As another comment suggested, this is pretty much the Khan Academy model up to and including YouTube videos.

That said, Khan Academy's execution is positively ancient. Videos can certainly be more concise. Vi Hart's YouTube channel is a fantastic example of what constitutes (in my opinion) the upper bounds of concise YouTube educational videos:

https://www.youtube.com/user/Vihart


Have you seen Metacademy? Here is a "tech-tree" for recurrent neural networks [0]. In the top-left corner you can switch between "graph" and "list" mode. Unfortunately, site hasn't been updated for some time. However, they have open sourced their code and I was thinking maybe we (volunteers) could pick up where they left off and continue this initiative. Previous discussion [2].

Edit: added previous discussion to the list.

[0] https://metacademy.org/graphs/concepts/recurrent_neural_netw...

[1] https://github.com/metacademy/metacademy-application

[2] https://news.ycombinator.com/item?id=7617683


This seems like an amazing concept and I have been thinking of it ever since I saw KhanAcademy knowledge tree.

I can see this being combined with Arbital's Lens (Same thing explained in multiple ways - from a simple explanation for a 10-year-old to a rigorous explanation for a mathematician)

I always considered this the best way to actually progress in my learning and I still see it as the next big thing after Wikipedia, once it's done correctly.


No I have not seen this, but it looks awesome and like a great place to start. This structure is pretty much exactly what I envisioned at a high level. It would be even more useful if there were a finer degree of granularity between concepts, and each vertex actually directly linked to a video. I think the killer feature for a partially ordered learning resource is going to be keeping people within the ecosystem (i.e. watching embedded videos or reading embedded articles/guides/etc.) so they can grind out on your website, not repeatedly have to go to other websites where they may get distracted or become reluctant to return to the original.

Really appreciate the links


The bigger problem in my mind (and I'm biased) is that these courses aren't designed to run together. They assume different knowledge and seemingly random levels of ability when you're taking them as one-offs. The hard part is mapping it all out and finding the holes. There's no continuity.


This is similar to what Khan Academy did back at the start of the application. There was a mathematics skill tree and you started at 1+1=2 and ended at the Stokes Theorem.

It worked well but was a bit overwhelming. The other challenge was that many skills were interconnected and so the progression wasn’t strictly linear.


Oh it's been a while since I checked it out. Sad to see that skill tree gone.


I've had a similar idea. Been gathering my notes on it here: https://github.com/ErikBjare/KnowTree/


I found the part of your repo saying " Googled around, found this (Swedish) which was interesting. Another datapoint to the claim that there's no such thing as a new idea. I should gather info from that blogger." and found it aptly ironic. Seems we all had the same idea.

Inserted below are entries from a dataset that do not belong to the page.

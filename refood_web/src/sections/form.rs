use leptos::prelude::*;

const FOOD_TYPES: &[&str] = &["Cooked meals", "Packaged food", "Fresh produce", "Bakery", "Dairy"];

/// Donation form markup. Submission is not wired up; the button is inert.
#[component]
pub fn FoodSpecificationForm() -> impl IntoView {
    view! {
        <section class="py-20 bg-gray-50">
            <div class="container mx-auto px-4 max-w-2xl">
                <h2 class="text-3xl md:text-4xl font-bold text-center text-gray-900">
                    "Donate " <span class="text-pink-600">"Food"</span>
                </h2>
                <form class="mt-10 p-8 bg-white rounded-xl shadow space-y-6">
                    <div>
                        <label for="food-type" class="block text-sm font-medium text-gray-700">"Food type"</label>
                        <select id="food-type" name="food-type" class="mt-1 w-full rounded-md border border-gray-300 px-3 py-2">
                            {FOOD_TYPES.iter().map(|kind| view! { <option>{*kind}</option> }).collect_view()}
                        </select>
                    </div>
                    <div class="grid gap-6 md:grid-cols-2">
                        <div>
                            <label for="quantity" class="block text-sm font-medium text-gray-700">"Quantity (servings)"</label>
                            <input id="quantity" name="quantity" type="number" min="1" class="mt-1 w-full rounded-md border border-gray-300 px-3 py-2" />
                        </div>
                        <div>
                            <label for="expiry" class="block text-sm font-medium text-gray-700">"Best before"</label>
                            <input id="expiry" name="expiry" type="datetime-local" class="mt-1 w-full rounded-md border border-gray-300 px-3 py-2" />
                        </div>
                    </div>
                    <div>
                        <label for="address" class="block text-sm font-medium text-gray-700">"Pickup address"</label>
                        <textarea id="address" name="address" rows="3" class="mt-1 w-full rounded-md border border-gray-300 px-3 py-2"></textarea>
                    </div>
                    <button type="button" class="w-full py-3 rounded-lg bg-pink-600 text-white font-semibold hover:bg-pink-700 transition-colors">
                        "List Donation"
                    </button>
                </form>
            </div>
        </section>
    }
}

When thinking about implementing such a concept, I ran into the same problem as you regarding the myriad different ways this could be represented or stored. Currently I think the best way is to create a hierarchy with the atomic units consisting of tuples of the form <concept name, description, video, article/guide, links and further reading>. Let these be vertices, then you can add directed edges representing dependencies to the graph so long as the graph remains partially ordered. Then you can just organize (potentially overlapping) subgraphs into ever-larger units such as tracks, courses, subjects, etc.